Lemonade in Winter by Emily Jenkins is the latest picture book to feature artwork by G. Brian Karas, who over the course of his three-decade career has illustrated close to 100 books. In addition to doing artwork for stories by Cynthia Rylant, Diane Stanley, Charlotte Zolotow, and many other authors, he has also written and illustrated several books of his own. Karas spoke with PW just before moving from his home in New York’s Hudson Valley to a nearby hamlet, surrounded by all of his belongings – including his many books – packed into boxes.

You’ve been at this a long time. Did you always want to illustrate picture books?

In art school I knew pretty early on that I wanted to go into children’s books, and that was a great start because I was able to gear my portfolio toward that. Ironically, right out of art school [Paier College of Art in Hamden, Conn.] I got a job at Hallmark Cards in Kansas City, not doing children’s books.
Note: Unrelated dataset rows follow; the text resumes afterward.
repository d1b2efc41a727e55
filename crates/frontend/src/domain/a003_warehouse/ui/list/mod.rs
use crate::domain::a003_warehouse::ui::details::{WarehouseDetails, WarehouseDetailsViewModel};
use crate::shared::components::confirm_delete::ConfirmDelete;
use crate::shared::components::data_table::{row_actions, Column, DataTable};
use crate::shared::components::page_header::PageHeader;
use crate::shared::components::ui::Button;
use crate::shared::config::use_config;
use crate::shared::crud::{CrudModal, CrudStore};
use crate::shared::list_utils::SearchInput;
use crate::shared::list_view::ListViewState;
use crate::shared::notifications::use_notifications;
use crate::shared::page_frame::{PageFrame, PAGE_CAT_LIST};
use contracts::domain::a003_warehouse::{seed, Warehouse};
use contracts::shared::collection::from_seed;
use leptos::prelude::*;
use std::sync::Arc;

#[component]
#[allow(non_snake_case)]
pub fn WarehouseList() -> impl IntoView {
    let config = use_config();
    let notifications = use_notifications();
    let store = CrudStore::new(from_seed(seed::warehouses()));
    let state = RwSignal::new(ListViewState::with_page_size(config.table.default_page_size));
    let details = WarehouseDetailsViewModel::new(store);

    let records = Signal::derive(move || store.records());

    let columns: Vec<Column<Warehouse>> = vec![
        Column::new("SKU", "sku").sortable().min_width(100.0),
        Column::new("Name", "name").sortable().min_width(180.0),
        Column::new("Address", "address").min_width(240.0),
        Column::new("Phone", "phone").min_width(130.0),
    ];

    let actions = row_actions(move |w: &Arc<Warehouse>| {
        let edit_id = w.id.clone();
        let delete_id = w.id.clone();
        view! {
            <Button variant="ghost" size="sm" icon_name="edit" title="Chỉnh sửa"
                on_click=Callback::new(move |_| store.begin_edit(&edit_id)) />
            <Button variant="ghost" size="sm" icon_name="trash" title="Xóa"
                on_click=Callback::new(move |_| store.begin_delete(&delete_id)) />
        }
    });

    let on_confirm_delete = Callback::new(move |_| {
        if let Some(removed) = store.run("delete", |s| s.confirm_delete()) {
            notifications.success(format!("Đã xóa kho {}", removed.name));
        }
    });

    view! {
        <PageFrame page_id="a003_warehouse--list" category=PAGE_CAT_LIST>
            <PageHeader title="Quản lý kho".to_string()>
                <SearchInput
                    placeholder="Tìm kiếm kho theo tên hoặc địa chỉ..."
                    on_change=Callback::new(move |q: String| state.update(|s| s.set_query(&q)))
                />
                <Button variant="primary" icon_name="plus" on_click=Callback::new(move |_| store.begin_create())>
                    "Thêm mới"
                </Button>
            </PageHeader>

            <DataTable
                columns=columns
                records=records
                state=state
                empty_title="Chưa có kho nào"
                empty_description="Hãy thêm kho đầu tiên hoặc thử từ khóa khác"
                actions=actions
            />

            <WarehouseDetails vm=details />
            <ConfirmDelete
                open=store.open_signal(CrudModal::Delete)
                title="Xóa kho".to_string()
                record_name=Signal::derive(move || store.selected().map(|w| w.name.clone()).unwrap_or_default())
                message="Bạn có chắc chắn muốn xóa kho"
                confirm_label="Xóa"
                cancel_label="Hủy"
                on_confirm=on_confirm_delete
                on_cancel=store.on_cancel()
            />
        </PageFrame>
    }
}
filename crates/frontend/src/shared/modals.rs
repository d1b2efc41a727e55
//! Named modal visibility.
//!
//! `ModalRegistry` is the plain state: one flag per registered name.
//! `Modals` puts a registry into a signal and hands out `Copy` control
//! handles per name, so a page declares its modals once instead of keeping a
//! boolean signal per dialog.

use leptos::prelude::*;
use std::fmt::Debug;

/// Visibility flags for a fixed set of names.
#[derive(Debug, Clone, PartialEq, Eq)]
pub struct ModalRegistry<K> {
    entries: Vec<(K, bool)>,
}

impl<K: Copy + Eq + Debug> ModalRegistry<K> {
    /// Every flag starts closed. A repeated name keeps its first entry.
    pub fn new(names: &[K]) -> Self {
        let mut entries: Vec<(K, bool)> = Vec::with_capacity(names.len());
        for &name in names {
            if !entries.iter().any(|(k, _)| *k == name) {
                entries.push((name, false));
            }
        }
        Self { entries }
    }

    #[cfg(test)]
    fn names(&self) -> impl Iterator<Item = K> + '_ {
        self.entries.iter().map(|(k, _)| *k)
    }

    pub fn is_open(&self, name: K) -> bool {
        self.entries
            .iter()
            .find(|(k, _)| *k == name)
            .map(|(_, open)| *open)
            .unwrap_or(false)
    }

    /// Returns false when `name` is not registered
    pub fn open(&mut self, name: K) -> bool {
        self.set(name, |_| true)
    }

    pub fn close(&mut self, name: K) -> bool {
        self.set(name, |_| false)
    }

    pub fn toggle(&mut self, name: K) -> bool {
        self.set(name, |open| !open)
    }

    pub fn any_open(&self) -> bool {
        self.entries.iter().any(|(_, open)| *open)
    }

    pub fn close_all(&mut self) {
        for (_, open) in self.entries.iter_mut() {
            *open = false;
        }
    }

    fn set(&mut self, name: K, next: impl FnOnce(bool) -> bool) -> bool {
        match self.entries.iter_mut().find(|(k, _)| *k == name) {
            Some((_, open)) => {
                *open = next(*open);
                true
            }
            None => {
                log::warn!("modal {:?} is not registered", name);
                false
            }
        }
    }
}

/// Reactive registry owned by a page.
pub struct Modals<K: Send + Sync + 'static> {
    registry: RwSignal<ModalRegistry<K>>,
}

impl<K: Send + Sync + 'static> Clone for Modals<K> {
    fn clone(&self) -> Self {
        *self
    }
}

impl<K: Send + Sync + 'static> Copy for Modals<K> {}

impl<K> Modals<K>
where
    K: Copy + Eq + Debug + Send + Sync + 'static,
{
    pub fn new(names: &[K]) -> Self {
        Self {
            registry: RwSignal::new(ModalRegistry::new(names)),
        }
    }

    /// Control handle for one name
    pub fn get(&self, name: K) -> ModalControl<K> {
        ModalControl {
            modals: *self,
            name,
        }
    }

    pub fn is_open(&self, name: K) -> bool {
        self.registry.with(|r| r.is_open(name))
    }

    pub fn open(&self, name: K) {
        self.registry.update(|r| {
            r.open(name);
        });
    }

    pub fn close(&self, name: K) {
        self.registry.update(|r| {
            r.close(name);
        });
    }

    pub fn toggle(&self, name: K) {
        self.registry.update(|r| {
            r.toggle(name);
        });
    }
}

/// Handle bound to one modal name.
pub struct ModalControl<K: Send + Sync + 'static> {
    modals: Modals<K>,
    name: K,
}

impl<K: Copy + Send + Sync + 'static> Clone for ModalControl<K> {
    fn clone(&self) -> Self {
        *self
    }
}

impl<K: Copy + Send + Sync + 'static> Copy for ModalControl<K> {}

impl<K> ModalControl<K>
where
    K: Copy + Eq + Debug + Send + Sync + 'static,
{
    pub fn is_open(&self) -> bool {
        self.modals.is_open(self.name)
    }

    pub fn open(&self) {
        self.modals.open(self.name);
    }

    pub fn close(&self) {
        self.modals.close(self.name);
    }

    pub fn toggle(&self) {
        self.modals.toggle(self.name);
    }

    /// Open flag for binding into `Modal open=...`
    pub fn signal(&self) -> Signal<bool> {
        let this = *self;
        Signal::derive(move || this.is_open())
    }

    /// Close callback for binding into `Modal on_close=...`
    pub fn on_close(&self) -> Callback<()> {
        let this = *self;
        Callback::new(move |_| this.close())
    }
}

/// Create the modal registry of a page.
pub fn use_modals<K>(names: &[K]) -> Modals<K>
where
    K: Copy + Eq + Debug + Send + Sync + 'static,
{
    Modals::new(names)
}

#[cfg(test)]
mod tests {
    use super::*;

    #[derive(Debug, Clone, Copy, PartialEq, Eq)]
    enum Name {
        Create,
        Update,
        Delete,
        View,
    }

    fn registry() -> ModalRegistry<Name> {
        ModalRegistry::new(&[Name::Create, Name::Update, Name::Delete])
    }

    #[test]
    fn test_all_closed_after_construction() {
        let r = registry();
        assert!(r.names().all(|n| !r.is_open(n)));
        assert!(!r.any_open());
    }

    #[test]
    fn test_open_close_is_independent() {
        let mut r = registry();
        r.open(Name::Delete);
        r.open(Name::Create);
        r.close(Name::Create);
        assert!(!r.is_open(Name::Create));
        assert!(r.is_open(Name::Delete));
        assert!(!r.is_open(Name::Update));
        assert!(r.any_open());
    }

    #[test]
    fn test_open_is_idempotent_and_toggle_restores() {
        let mut r = registry();
        r.open(Name::Update);
        let once = r.clone();
        r.open(Name::Update);
        assert_eq!(r, once);

        let before = r.clone();
        r.toggle(Name::Create);
        r.toggle(Name::Create);
        assert_eq!(r, before);
    }

    #[test]
    fn test_duplicates_and_unknown_names() {
        let mut r = ModalRegistry::new(&[Name::Create, Name::Create, Name::Delete]);
        assert_eq!(r.names().count(), 2);
        assert!(!r.open(Name::View));
        assert!(!r.is_open(Name::View));
        assert!(!r.any_open());

        r.open(Name::Create);
        r.open(Name::Delete);
        r.close_all();
        assert!(!r.any_open());
    }

    #[test]
    fn test_control_handles_are_independent() {
        let owner = Owner::new();
        owner.with(|| {
            let modals = use_modals(&[Name::Create, Name::Update, Name::Delete]);
            let create = modals.get(Name::Create);
            let delete = modals.get(Name::Delete);
            let create_flag = create.signal();

            create.open();
            assert!(create.is_open());
            assert!(create_flag.get_untracked());
            assert!(!modals.get(Name::Update).is_open());
            assert!(!delete.is_open());

            delete.toggle();
            assert!(delete.is_open());
            create.on_close().run(());
            assert!(!create_flag.get_untracked());
            assert!(delete.is_open());

            delete.toggle();
            assert!(!modals.is_open(Name::Delete));
            // unregistered names stay closed
            modals.open(Name::View);
            assert!(!modals.get(Name::View).is_open());
        });
    }
}
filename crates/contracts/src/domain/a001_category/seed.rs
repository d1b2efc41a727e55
use super::{Category, CategoryStatus};

/// Categories shown on first load
pub fn categories() -> Vec<Category> {
    vec![
        Category {
            id: "1".into(),
            code: "ELEC".into(),
            name: "Electronics".into(),
            description: "Electronic devices and accessories".into(),
            status: CategoryStatus::Active,
        },
        Category {
            id: "2".into(),
            code: "CLTH".into(),
            name: "Clothing".into(),
            description: "Fashion and apparel items".into(),
            status: CategoryStatus::Active,
        },
        Category {
            id: "3".into(),
            code: "BOOK".into(),
            name: "Books".into(),
            description: "Books and educational materials".into(),
            status: CategoryStatus::Active,
        },
    ]
}
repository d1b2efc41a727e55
pub mod pages;
//! Inventory item modals.
//!
//! - view_model.rs: form state and the save command
//! - view.rs: create / edit form
//! - preview.rs: read-only card opened from the eye button

mod preview;
mod view;
mod view_model;

pub use preview::{stock_badge, InventoryPreview};
pub use view::InventoryDetails;
pub use view_model::InventoryDetailsViewModel;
But I had a long-term plan in my head. I was there for three years and it was great. Then I moved back to New York and started freelancing for children’s books. Because that’s really what I wanted to do.

Do you think your work has changed much since those early days?

I would say yes, it’s evolved. But I see a thread. Each time I do a new book, I look at different artists, I look at different things, and get an idea in my head of what I want the book to look like, what would best fit the text. So in my head I’m thinking, OK, this is going to look very different from what I’ve done before. And when I do it, I think people may not recognize it as mine. But they always do. I can’t escape that [laughs].

First and always, it comes down to what the text tells me the book should look like. I always want to do something different and I think that’s what keeps me interested. I feel like I can experiment a little bit, and publishers are usually receptive to what I come up with. And I think most books that I work on end up being different than what I had in mind because of how they evolve.

Was Lemonade in Winter one of those books?

I was planning on doing it entirely in Photoshop, and that program has certain limitations to it. I wanted it to look more digital, graphic, not as soft as it ended up looking, not as grainy. I printed it out and then finished it with pencil and paint on top of those prints. Whether it’s on photographs or whatever, I like combining printed imagery with my pencil and paint. It still takes me a little bit by surprise when I open it up and look at it, but I like the way it turned out. I think it’s right for the story. Hopefully it is.

This is the first time you’ve worked with Emily Jenkins, but you’ve worked with other authors repeatedly.

Candace Fleming is one of those authors – I did the Muncha Muncha Muncha books with her. I’m working on a third right now; the bunnies follow Mr. McGreely to the beach. She also wrote a fairy tale called Clever Jack Takes the Cake [which Karas illustrated], and that was really fun. I love working with her, I love her stories. When I get her books half the work is done for me because she just has such a great understanding of how a picture book should work. That’s one author I’ve done several with.

Is there a type of story that you’re particularly drawn to?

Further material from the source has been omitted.